Effects of Vitamin D Surplus or Deficiency
In the recommended daily intake of vitamin D is 400IU, equivalent to 10mcg. This dosage is recommended during the fall and winter months, as less vitamin D will be synthesized from sunlight during this time. A safe level is around ten times the recommended intake (4000IU), but ingesting any more of this would put an individual at risk of hypercalcemia, meaning calcium levels in the blood are above a safe level. Side effects of this can weaken bones, cause issues with the kidneys, and in more serious cases damage the heart and brain, causing a threat to life.
A diet consisting of less than 400IU of vitamin D a day can result in deficiency. The main disorders caused by vitamin D deficiency are generally seen in the bones. Two examples of disorders are rickets, which mainly affects children, and osteomalacia which is a similar condition, but generally found in adults. Rickets can usually be observed by the presence of bowlegs, a bending outward of the legs. Due to many foods being fortified and better nutrition, rickets has mainly become a thing of the past in the Western world. Children with rickets also have growth problems and an increased diameter of the wrists, all caused by the weakening of epiphyseal growth plates. In a small number of cases, rickets can be inherited via any form of genetic conditions, such as a kidney disorder, that affect vitamin D content in the body. Osteomalacia is caused by a lack of mineralization in the bones, following the closing of growth plates. Both osteomalacia and rickets can cause painful bone sensations and individuals with said conditions may experience more bone fractures.

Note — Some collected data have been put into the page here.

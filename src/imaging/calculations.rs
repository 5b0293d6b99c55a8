//! Pure calculation functions for crop geometry and output sizing.
//!
//! All functions here are pure and testable without any I/O or images.

use super::params::CropRect;
use std::path::{Path, PathBuf};

/// Edge insets to remove from an image, in pixels.
#[derive(Debug, Clone, Copy, PartialEq, Eq)]
pub struct Insets {
    pub top: u32,
    pub left: u32,
    pub right: u32,
    pub bottom: u32,
}

/// A region of the source image, as absolute origin plus size.
#[derive(Debug, Clone, Copy, PartialEq, Eq)]
pub struct Region {
    pub x: u32,
    pub y: u32,
    pub width: u32,
    pub height: u32,
}

/// Convert a crop rectangle into the insets an adapter removes from each edge.
///
/// `x`/`y` are the distances from the left/top edges; the right/bottom insets
/// are whatever remains of the native bounds past the rectangle. Saturates at
/// zero when the rectangle overhangs the image.
///
/// ```
/// # use slider_media::imaging::{CropRect, Insets, crop_insets};
/// let insets = crop_insets((1000, 800), CropRect { x: 100, y: 50, width: 600, height: 400 });
/// assert_eq!(insets, Insets { top: 50, left: 100, right: 300, bottom: 350 });
/// ```
pub fn crop_insets(image: (u32, u32), rect: CropRect) -> Insets {
    let (img_w, img_h) = image;
    Insets {
        top: rect.y,
        left: rect.x,
        right: img_w.saturating_sub(rect.x).saturating_sub(rect.width),
        bottom: img_h.saturating_sub(rect.y).saturating_sub(rect.height),
    }
}

/// Region left over after removing `insets` from an image of size `image`.
///
/// Returns `None` when the insets consume the whole width or height.
pub fn inset_region(image: (u32, u32), insets: Insets) -> Option<Region> {
    let (img_w, img_h) = image;
    let width = img_w
        .checked_sub(insets.left)?
        .checked_sub(insets.right)
        .filter(|&w| w > 0)?;
    let height = img_h
        .checked_sub(insets.top)?
        .checked_sub(insets.bottom)
        .filter(|&h| h > 0)?;
    Some(Region {
        x: insets.left,
        y: insets.top,
        width,
        height,
    })
}

/// Effective crop size: explicit crop dimensions win, otherwise the
/// breakpoint's target dimensions stand in.
pub fn effective_crop_size(
    crop_width: Option<u32>,
    crop_height: Option<u32>,
    target: (u32, u32),
) -> (u32, u32) {
    (crop_width.unwrap_or(target.0), crop_height.unwrap_or(target.1))
}

/// Output height that keeps the crop's aspect ratio at `target_width`.
///
/// Width is authoritative: height is always recomputed from the crop aspect
/// when both crop dimensions are positive, overriding `nominal_height`.
/// It is never the other way round.
///
/// ```
/// # use slider_media::imaging::corrected_target_height;
/// assert_eq!(corrected_target_height(800, (200, 100), 600), 400);
/// assert_eq!(corrected_target_height(800, (0, 100), 600), 600);
/// ```
pub fn corrected_target_height(target_width: u32, crop: (u32, u32), nominal_height: u32) -> u32 {
    let (crop_w, crop_h) = crop;
    if crop_w > 0 && crop_h > 0 {
        (target_width as f64 * crop_h as f64 / crop_w as f64).round() as u32
    } else {
        nominal_height
    }
}

/// Replace the extension of `source` with `extension`, keeping the directory.
pub fn with_extension(source: &Path, extension: &str) -> PathBuf {
    source.with_extension(extension)
}
//! Parameter types for image operations.
//!
//! These structs describe *what* to do, not *how* to do it. They are the
//! interface between the orchestrating components (crop processor, format
//! converter) and the adapters/backends that do the pixel work, so either
//! side can be swapped for a mock in tests.
//!
//! ## Types
//!
//! - [`Quality`]: Lossy encoding quality (1 to 100). Clamped on construction.
//! - [`TargetFormat`]: The derivative formats the converter produces.
//! - [`CropRect`]: Crop rectangle in source-image pixels.
//! - [`CropParams`]: Everything a crop needs: source, output, rectangle, target size.

use serde::{Deserialize, Serialize};
use std::fmt;
use std::path::PathBuf;

/// Quality setting for lossy image encoding (1-100).
#[derive(Debug, Clone, Copy, PartialEq, Eq)]
pub struct Quality(u32);

impl Quality {
    pub fn new(value: u32) -> Self {
        Self(value.clamp(1, 100))
    }

    pub fn value(self) -> u32 {
        self.0
    }
}

impl Default for Quality {
    fn default() -> Self {
        Self(90)
    }
}

/// Derivative format produced by the format converter.
#[derive(Debug, Clone, Copy, PartialEq, Eq, Hash, Serialize, Deserialize)]
#[serde(rename_all = "lowercase")]
pub enum TargetFormat {
    WebP,
    Avif,
}

impl TargetFormat {
    /// File extension, also the format's wire name.
    pub fn extension(self) -> &'static str {
        match self {
            TargetFormat::WebP => "webp",
            TargetFormat::Avif => "avif",
        }
    }

    /// Quality used when the caller does not specify one.
    pub fn default_quality(self) -> Quality {
        match self {
            TargetFormat::WebP => Quality::new(85),
            TargetFormat::Avif => Quality::new(80),
        }
    }
}

impl fmt::Display for TargetFormat {
    fn fmt(&self, f: &mut fmt::Formatter<'_>) -> fmt::Result {
        f.write_str(self.extension())
    }
}

/// Crop rectangle in source pixels: offset from the left/top edges plus size.
#[derive(Debug, Clone, Copy, PartialEq, Eq)]
pub struct CropRect {
    pub x: u32,
    pub y: u32,
    pub width: u32,
    pub height: u32,
}

/// Parameters for a crop-then-resize operation.
#[derive(Debug, Clone, PartialEq)]
pub struct CropParams {
    pub source: PathBuf,
    pub output: PathBuf,
    pub rect: CropRect,
    /// Final output dimensions.
    pub target_width: u32,
    pub target_height: u32,
    /// Encoding quality for lossy primary formats (JPEG).
    pub quality: Quality,
}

In a large proportion of individuals (around 60-70%) are considered to have insufficient vitamin D intake, meanwhile around a sixth are vitamin D deficient. If you are considered to have vitamin D levels in the insufficient or deficient range, then treatment is required.
Conclusion
Vitamin D is a vital component of many different biological pathways. It helps with bone and muscle maintenance as well as regulation of calcium levels and the immune system. The consumption of vitamin D has greatly increased over the past hundred years, leading to a decrease in those with a deficiency. There are still risks of vitamin D deficiencies due to a multitude of factors, including diet, environment and age. The associated complications are often painful and can cause serious issues if not attended to. In many people do not ingest the 400IU of vitamin D recommended as a minimum level by the NHS in the winter months. It is important that an individual maintains a healthy level of vitamin D in their body, and more people are now taking supplements to achieve the required amount. It is still a topic many are unaware of, and more public campaigns would be useful.